> **Exercise description**
Look through the entries below. Say how many lines include "ComparisonMode", with nothing added.

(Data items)
------------------------------------------------------------
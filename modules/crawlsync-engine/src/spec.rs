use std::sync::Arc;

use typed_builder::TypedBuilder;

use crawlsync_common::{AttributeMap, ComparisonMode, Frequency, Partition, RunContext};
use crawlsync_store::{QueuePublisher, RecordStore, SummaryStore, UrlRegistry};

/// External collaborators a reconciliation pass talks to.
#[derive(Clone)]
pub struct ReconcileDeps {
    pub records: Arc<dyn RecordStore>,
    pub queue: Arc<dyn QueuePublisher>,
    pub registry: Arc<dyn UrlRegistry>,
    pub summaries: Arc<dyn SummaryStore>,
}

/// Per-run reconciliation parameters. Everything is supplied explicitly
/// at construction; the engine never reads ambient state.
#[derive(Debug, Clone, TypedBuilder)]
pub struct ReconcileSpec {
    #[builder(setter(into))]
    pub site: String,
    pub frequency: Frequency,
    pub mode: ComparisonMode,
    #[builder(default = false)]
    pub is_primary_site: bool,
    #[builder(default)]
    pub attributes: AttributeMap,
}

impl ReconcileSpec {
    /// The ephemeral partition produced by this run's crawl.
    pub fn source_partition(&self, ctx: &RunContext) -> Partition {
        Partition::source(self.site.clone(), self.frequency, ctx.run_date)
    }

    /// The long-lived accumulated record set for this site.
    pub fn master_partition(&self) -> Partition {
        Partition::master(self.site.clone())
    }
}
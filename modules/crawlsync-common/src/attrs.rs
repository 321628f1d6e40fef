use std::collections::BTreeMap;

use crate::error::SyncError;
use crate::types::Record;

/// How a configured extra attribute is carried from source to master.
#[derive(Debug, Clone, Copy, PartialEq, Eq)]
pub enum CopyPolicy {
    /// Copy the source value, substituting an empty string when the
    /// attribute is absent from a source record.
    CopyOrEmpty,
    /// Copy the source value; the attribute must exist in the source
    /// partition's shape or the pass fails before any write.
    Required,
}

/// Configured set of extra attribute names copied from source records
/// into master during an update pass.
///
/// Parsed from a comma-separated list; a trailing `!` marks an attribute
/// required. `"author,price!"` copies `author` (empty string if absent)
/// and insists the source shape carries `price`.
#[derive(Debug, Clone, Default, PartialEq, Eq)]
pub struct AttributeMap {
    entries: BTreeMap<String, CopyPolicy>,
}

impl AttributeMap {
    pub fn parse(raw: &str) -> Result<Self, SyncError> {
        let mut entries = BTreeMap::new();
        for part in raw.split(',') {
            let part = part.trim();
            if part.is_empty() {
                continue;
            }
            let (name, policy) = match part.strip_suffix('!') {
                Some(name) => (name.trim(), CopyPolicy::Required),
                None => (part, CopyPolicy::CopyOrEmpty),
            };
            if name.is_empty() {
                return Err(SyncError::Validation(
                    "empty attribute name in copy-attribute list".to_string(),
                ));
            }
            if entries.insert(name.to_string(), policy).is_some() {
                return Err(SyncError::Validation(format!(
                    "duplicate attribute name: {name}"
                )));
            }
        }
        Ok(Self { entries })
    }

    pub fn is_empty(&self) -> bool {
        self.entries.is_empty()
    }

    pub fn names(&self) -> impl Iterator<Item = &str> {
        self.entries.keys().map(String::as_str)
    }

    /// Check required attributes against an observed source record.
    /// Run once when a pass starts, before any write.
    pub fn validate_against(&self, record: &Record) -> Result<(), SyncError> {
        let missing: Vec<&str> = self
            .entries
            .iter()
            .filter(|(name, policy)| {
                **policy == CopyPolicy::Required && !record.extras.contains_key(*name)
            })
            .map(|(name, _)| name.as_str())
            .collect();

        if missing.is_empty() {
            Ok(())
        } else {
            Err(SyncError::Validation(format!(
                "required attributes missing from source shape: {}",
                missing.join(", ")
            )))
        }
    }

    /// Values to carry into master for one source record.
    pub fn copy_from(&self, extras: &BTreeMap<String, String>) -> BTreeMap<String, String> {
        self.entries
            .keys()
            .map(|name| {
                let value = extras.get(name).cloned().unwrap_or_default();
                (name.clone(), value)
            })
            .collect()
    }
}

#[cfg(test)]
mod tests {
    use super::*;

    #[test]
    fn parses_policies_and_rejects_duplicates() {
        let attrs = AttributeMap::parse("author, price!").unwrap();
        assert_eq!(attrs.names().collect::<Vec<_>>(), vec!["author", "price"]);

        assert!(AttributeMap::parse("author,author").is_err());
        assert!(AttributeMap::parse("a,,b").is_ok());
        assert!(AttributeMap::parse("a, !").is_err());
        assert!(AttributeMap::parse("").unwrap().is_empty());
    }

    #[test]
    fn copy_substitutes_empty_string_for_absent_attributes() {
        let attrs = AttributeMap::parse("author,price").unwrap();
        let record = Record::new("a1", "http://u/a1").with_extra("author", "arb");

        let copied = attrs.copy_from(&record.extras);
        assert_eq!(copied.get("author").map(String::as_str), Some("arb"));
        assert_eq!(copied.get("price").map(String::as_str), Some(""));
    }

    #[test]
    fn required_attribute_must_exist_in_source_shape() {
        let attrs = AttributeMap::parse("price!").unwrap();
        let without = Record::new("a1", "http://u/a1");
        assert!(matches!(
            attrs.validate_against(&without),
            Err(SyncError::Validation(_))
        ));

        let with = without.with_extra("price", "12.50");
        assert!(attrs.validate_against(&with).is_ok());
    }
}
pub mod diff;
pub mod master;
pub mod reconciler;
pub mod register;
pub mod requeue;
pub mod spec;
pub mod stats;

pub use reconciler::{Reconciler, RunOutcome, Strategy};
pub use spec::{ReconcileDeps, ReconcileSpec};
------------------------------------------------------------
> **Solution for this exercise**
2